Gut chemosensory mechanisms, particularly those involved in detecting and relaying to the brain the chemical composition of food during digestion, play an important role in regulating appetite and food intake. The researchers hypothesised that activation of specific bitter taste receptors which are expressed throughout the gastrointestinal tract by hormone secreting 'enteroendocrine' cells, could also regulate food intake by triggering the release of satiety or 'fullness' hormones, a mechanism termed by Ingram and his colleagues as the "bitter brake".
The team screened over 900 plant extracts for their ability to stimulate enteroendocrine "I cell" hormone release before identifying a highly bitter, non-nutritive plant derived ingredient they have called "Amarasate extract" to take forward into clinical testing. Full details of the extract composition will be disclosed in a future publication.
Their aim was to establish the efficacy of the Amarasate extract to modify acute energy intake, subjective ratings of appetite and gut peptide hormone concentrations. Twenty lean healthy male volunteers were recruited (mean body mass index 23.4 kg/m2) with 19 completing all three treatments within the randomised, double-blind, placebo controlled cross-over study.
On each of the three treatment days, overnight fasted participants were provided with a standardised 2MJ (578 calorie) energy breakfast at 0900h. Treatments comprising 500 mg Amarasate extract or a placebo were administered in either gastric pH resistant (at 1100H AM) or standard (1130H AM) hypromellose capsules for targeted intestinal (duodenal) or stomach (gastric) release, respectively. The site of action within the gut is a key part of the hypothesised "bitter brake" mechanism. To maintain treatment blinding, placebo capsules were also administered as part of each treatment.
Energy intake was recorded at an ad libitum lunch (1200h) and ad libitum snack (1400h), where participants were asked to eat until they felt comfortably full. Blood samples and subjective ratings of appetite were taken throughout the day. This was followed by a minimum of one week rest ('washout') period between treatments.
The authors found that, compared with placebo, both gastric and duodenal delivery of the Amarasate extract stimulated significant increases in the gut peptide hormones CCK, GLP-1 and PYY while significantly reducing total (lunch plus snack) ad libitum meal energy intake by 911 kJ (218 calories) and 944 kJ (226 calories), respectively. However, no significant treatment effects were observed for any subjective ratings of appetite or nausea.

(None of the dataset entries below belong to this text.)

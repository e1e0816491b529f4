//! Composes the gateway, the store, and the notifier into user-level actions.
//!
//! Every action follows the same order: ask the gateway, apply the confirmed
//! result to the store, then post a notification. Failures leave the store
//! untouched, post exactly one failure notification, and are handed back to
//! the caller.

use std::{
    sync::{Arc, Mutex, PoisonError},
    time::Duration,
};

use tracing::{info, warn};

use crate::{
    error::{Error, Result},
    gateway::Gateway,
    notification::{Notification, Notifier},
    resource::{Resource, UserProfile},
    session::{Credentials, Session},
    store::Store,
};

pub const DEFAULT_NOTIFICATION_DELAY: Duration = Duration::from_secs(5);

pub struct Board<R> {
    store: Store<R>,
    gateway: Gateway<R>,
    notifier: Notifier,
    session: Arc<Session>,
    delay: Duration,
    filter: Mutex<String>,
}

impl<R: Resource> Board<R> {
    pub fn new(gateway: Gateway<R>, session: Arc<Session>) -> Self {
        Self {
            store: Store::new(),
            gateway,
            notifier: Notifier::new(),
            session,
            delay: DEFAULT_NOTIFICATION_DELAY,
            filter: Mutex::new(String::new()),
        }
    }

    pub fn with_notification_delay(mut self, delay: Duration) -> Self {
        self.delay = delay;
        self
    }

    pub fn store(&self) -> &Store<R> {
        &self.store
    }

    pub fn notifier(&self) -> &Notifier {
        &self.notifier
    }

    pub fn session(&self) -> &Session {
        &self.session
    }

    /// Loads the full list from the backend. On failure the store is left
    /// empty.
    pub async fn initialize(&self) -> Result<()> {
        match self.gateway.list_all().await {
            Ok(records) => {
                info!(count = records.len(), collection = R::COLLECTION, "loaded");
                self.store.initialize(records);
                Ok(())
            }
            Err(err) => {
                self.store.initialize(Vec::new());
                Err(self.fail(err))
            }
        }
    }

    pub async fn create(&self, draft: R::Draft) -> Result<R> {
        let record = self.gateway.create(&draft).await.map_err(|err| self.fail(err))?;
        self.store.append(record.clone());
        self.succeed(record.created_message());
        Ok(record)
    }

    /// Raises the rank of `id` by one once the backend confirms it.
    ///
    /// Two likes in flight for the same record both send `local + 1`; whichever
    /// confirmation lands last wins.
    pub async fn like(&self, id: &str) -> Result<R> {
        let Some(current) = self.store.get(id) else {
            return Err(self.fail(Error::NotFound(format!("{} {id}", R::COLLECTION))));
        };
        let confirmed = self
            .gateway
            .update_rank(id, current.rank().saturating_add(1))
            .await
            .map_err(|err| self.fail(err))?;
        self.store.replace(confirmed.clone());
        self.succeed(confirmed.ranked_message());
        Ok(confirmed)
    }

    pub async fn remove(&self, id: &str) -> Result<()> {
        let label = self.store.get(id).map(|record| record.label());
        self.gateway.delete(id).await.map_err(|err| self.fail(err))?;
        self.store.remove(id);
        let label = label.unwrap_or_else(|| id.to_string());
        self.succeed(format!("removed {label}"));
        Ok(())
    }

    /// Whether the logged-in user created `record` and so may delete it.
    pub fn can_remove(&self, record: &R) -> bool {
        match (record.owner_id(), self.session.user_id()) {
            (Some(owner), Some(user)) => owner == user,
            _ => false,
        }
    }

    pub async fn login(&self, username: &str, password: &str) -> Result<()> {
        let credentials = Credentials {
            username: username.to_string(),
            password: password.to_string(),
        };
        let user = match self.gateway.login(&credentials).await {
            Ok(user) => user,
            Err(Error::Auth(_)) => {
                return Err(self.fail(Error::Auth("wrong username or password".into())));
            }
            Err(err) => return Err(self.fail(err)),
        };
        let name = user.name.clone();
        self.session.set_user(user).map_err(|err| self.fail(err))?;
        self.succeed(format!("logged in as {name}"));
        Ok(())
    }

    pub async fn logout(&self) -> Result<()> {
        self.session.clear().map_err(|err| self.fail(err))?;
        self.succeed("logged out");
        Ok(())
    }

    /// Every user with the blogs they added. Read-only: the store is not
    /// touched and success posts no notification.
    pub async fn users(&self) -> Result<Vec<UserProfile>> {
        self.gateway.users().await.map_err(|err| self.fail(err))
    }

    pub async fn user(&self, id: &str) -> Result<UserProfile> {
        self.gateway.user(id).await.map_err(|err| self.fail(err))
    }

    pub fn set_filter(&self, needle: &str) {
        *self.filter.lock().unwrap_or_else(PoisonError::into_inner) = needle.trim().to_string();
    }

    pub fn filter(&self) -> String {
        self.filter
            .lock()
            .unwrap_or_else(PoisonError::into_inner)
            .clone()
    }

    /// The ordered records the current filter lets through.
    pub fn visible(&self) -> Vec<R> {
        self.store.filtered(&self.filter())
    }

    fn succeed(&self, message: impl Into<String>) {
        self.notifier.show(Notification::success(message), self.delay);
    }

    fn fail(&self, err: Error) -> Error {
        warn!(error = %err, collection = R::COLLECTION, "operation failed");
        self.notifier
            .show(Notification::failure(err.to_string()), self.delay);
        err
    }
}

The authors conclude: "We have demonstrated that activation of the 'bitter brake' mechanism by a bitter plant extract can stimulate the release of gut peptide hormones involved in appetite regulation and suppress subsequent feeding behaviour in healthy men."
Dr Ingram and his colleagues are currently undertaking research to optimise the required dosage of Amarasate extract and are working with New Zealand industry partners to develop Amarasate extract into a supplement and functional food product.